### Directions
Report each line of the records below that holds the word "current".
========================================
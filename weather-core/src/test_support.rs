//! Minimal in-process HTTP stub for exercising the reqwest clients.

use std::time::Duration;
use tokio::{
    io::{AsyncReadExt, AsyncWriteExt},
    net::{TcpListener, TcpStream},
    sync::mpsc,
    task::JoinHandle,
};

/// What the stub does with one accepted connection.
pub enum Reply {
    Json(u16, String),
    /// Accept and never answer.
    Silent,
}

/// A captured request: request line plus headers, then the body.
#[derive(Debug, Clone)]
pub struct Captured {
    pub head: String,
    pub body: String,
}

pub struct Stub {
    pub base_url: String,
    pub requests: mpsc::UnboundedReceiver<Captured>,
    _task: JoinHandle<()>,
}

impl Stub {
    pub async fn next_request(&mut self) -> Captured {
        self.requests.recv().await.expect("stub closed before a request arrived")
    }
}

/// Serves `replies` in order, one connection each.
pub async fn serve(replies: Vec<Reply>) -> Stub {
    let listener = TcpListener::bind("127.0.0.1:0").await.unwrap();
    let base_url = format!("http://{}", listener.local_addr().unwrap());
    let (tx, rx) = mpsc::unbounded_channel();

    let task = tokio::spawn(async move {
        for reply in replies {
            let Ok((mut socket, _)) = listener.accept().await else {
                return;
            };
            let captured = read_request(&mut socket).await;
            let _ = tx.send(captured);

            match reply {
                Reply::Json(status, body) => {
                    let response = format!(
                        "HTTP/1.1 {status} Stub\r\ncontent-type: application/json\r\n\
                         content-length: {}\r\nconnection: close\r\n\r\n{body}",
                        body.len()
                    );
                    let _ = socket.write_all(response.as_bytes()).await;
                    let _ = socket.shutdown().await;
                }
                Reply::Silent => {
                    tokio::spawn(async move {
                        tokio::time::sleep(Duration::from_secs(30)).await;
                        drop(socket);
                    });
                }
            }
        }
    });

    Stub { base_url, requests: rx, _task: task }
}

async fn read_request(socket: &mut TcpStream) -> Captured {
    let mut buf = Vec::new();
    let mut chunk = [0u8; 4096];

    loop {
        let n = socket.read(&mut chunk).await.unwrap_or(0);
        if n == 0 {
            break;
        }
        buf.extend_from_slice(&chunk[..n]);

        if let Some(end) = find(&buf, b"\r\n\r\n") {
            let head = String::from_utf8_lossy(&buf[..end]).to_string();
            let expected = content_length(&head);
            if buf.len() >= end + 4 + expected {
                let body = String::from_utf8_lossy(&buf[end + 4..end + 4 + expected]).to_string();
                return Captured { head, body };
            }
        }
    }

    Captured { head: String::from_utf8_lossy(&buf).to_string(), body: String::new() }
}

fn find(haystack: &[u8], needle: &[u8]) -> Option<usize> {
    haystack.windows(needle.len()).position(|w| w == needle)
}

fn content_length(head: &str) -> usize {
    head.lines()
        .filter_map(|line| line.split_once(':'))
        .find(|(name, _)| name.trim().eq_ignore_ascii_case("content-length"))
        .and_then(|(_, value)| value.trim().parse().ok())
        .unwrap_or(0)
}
========================================
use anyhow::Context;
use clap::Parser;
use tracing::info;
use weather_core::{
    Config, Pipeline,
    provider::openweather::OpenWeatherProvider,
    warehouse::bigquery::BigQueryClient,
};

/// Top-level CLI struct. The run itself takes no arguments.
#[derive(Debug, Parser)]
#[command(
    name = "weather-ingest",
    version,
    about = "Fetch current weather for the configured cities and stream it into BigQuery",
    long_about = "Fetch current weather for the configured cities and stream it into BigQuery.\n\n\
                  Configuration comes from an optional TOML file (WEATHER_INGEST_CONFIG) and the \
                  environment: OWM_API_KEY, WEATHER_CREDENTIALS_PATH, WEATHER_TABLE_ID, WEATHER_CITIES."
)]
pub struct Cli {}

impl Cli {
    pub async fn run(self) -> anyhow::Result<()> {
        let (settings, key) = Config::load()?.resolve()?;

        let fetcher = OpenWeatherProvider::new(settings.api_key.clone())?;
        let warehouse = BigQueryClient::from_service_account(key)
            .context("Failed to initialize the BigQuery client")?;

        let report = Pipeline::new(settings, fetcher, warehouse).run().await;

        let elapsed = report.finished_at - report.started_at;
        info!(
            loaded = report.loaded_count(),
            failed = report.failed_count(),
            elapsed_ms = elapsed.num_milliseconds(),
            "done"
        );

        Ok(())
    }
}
========================================
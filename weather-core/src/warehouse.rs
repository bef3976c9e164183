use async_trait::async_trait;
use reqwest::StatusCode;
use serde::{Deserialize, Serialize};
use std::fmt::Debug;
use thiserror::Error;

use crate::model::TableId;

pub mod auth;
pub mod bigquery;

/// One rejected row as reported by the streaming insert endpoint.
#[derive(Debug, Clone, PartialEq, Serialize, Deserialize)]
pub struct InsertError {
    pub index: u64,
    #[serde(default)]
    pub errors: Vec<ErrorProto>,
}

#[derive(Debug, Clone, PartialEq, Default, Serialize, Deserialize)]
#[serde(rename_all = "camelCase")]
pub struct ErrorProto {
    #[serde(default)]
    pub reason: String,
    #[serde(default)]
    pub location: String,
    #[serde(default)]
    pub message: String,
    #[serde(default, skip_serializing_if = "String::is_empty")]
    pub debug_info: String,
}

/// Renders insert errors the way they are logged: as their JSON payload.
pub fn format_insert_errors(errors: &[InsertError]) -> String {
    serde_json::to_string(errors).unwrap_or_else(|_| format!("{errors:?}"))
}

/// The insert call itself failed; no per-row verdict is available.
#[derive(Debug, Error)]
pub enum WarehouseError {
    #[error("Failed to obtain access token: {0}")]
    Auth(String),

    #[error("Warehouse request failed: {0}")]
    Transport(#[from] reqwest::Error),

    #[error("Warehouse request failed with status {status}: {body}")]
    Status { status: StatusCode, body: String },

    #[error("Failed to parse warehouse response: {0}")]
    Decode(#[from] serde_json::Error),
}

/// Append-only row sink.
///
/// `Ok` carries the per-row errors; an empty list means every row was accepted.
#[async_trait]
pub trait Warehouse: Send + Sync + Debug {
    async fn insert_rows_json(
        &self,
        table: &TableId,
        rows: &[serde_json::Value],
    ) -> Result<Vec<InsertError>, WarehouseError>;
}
========================================
### Output for this task
    about = "Fetch current weather for the configured cities and stream it into BigQuery",
    long_about = "Fetch current weather for the configured cities and stream it into BigQuery.\n\n\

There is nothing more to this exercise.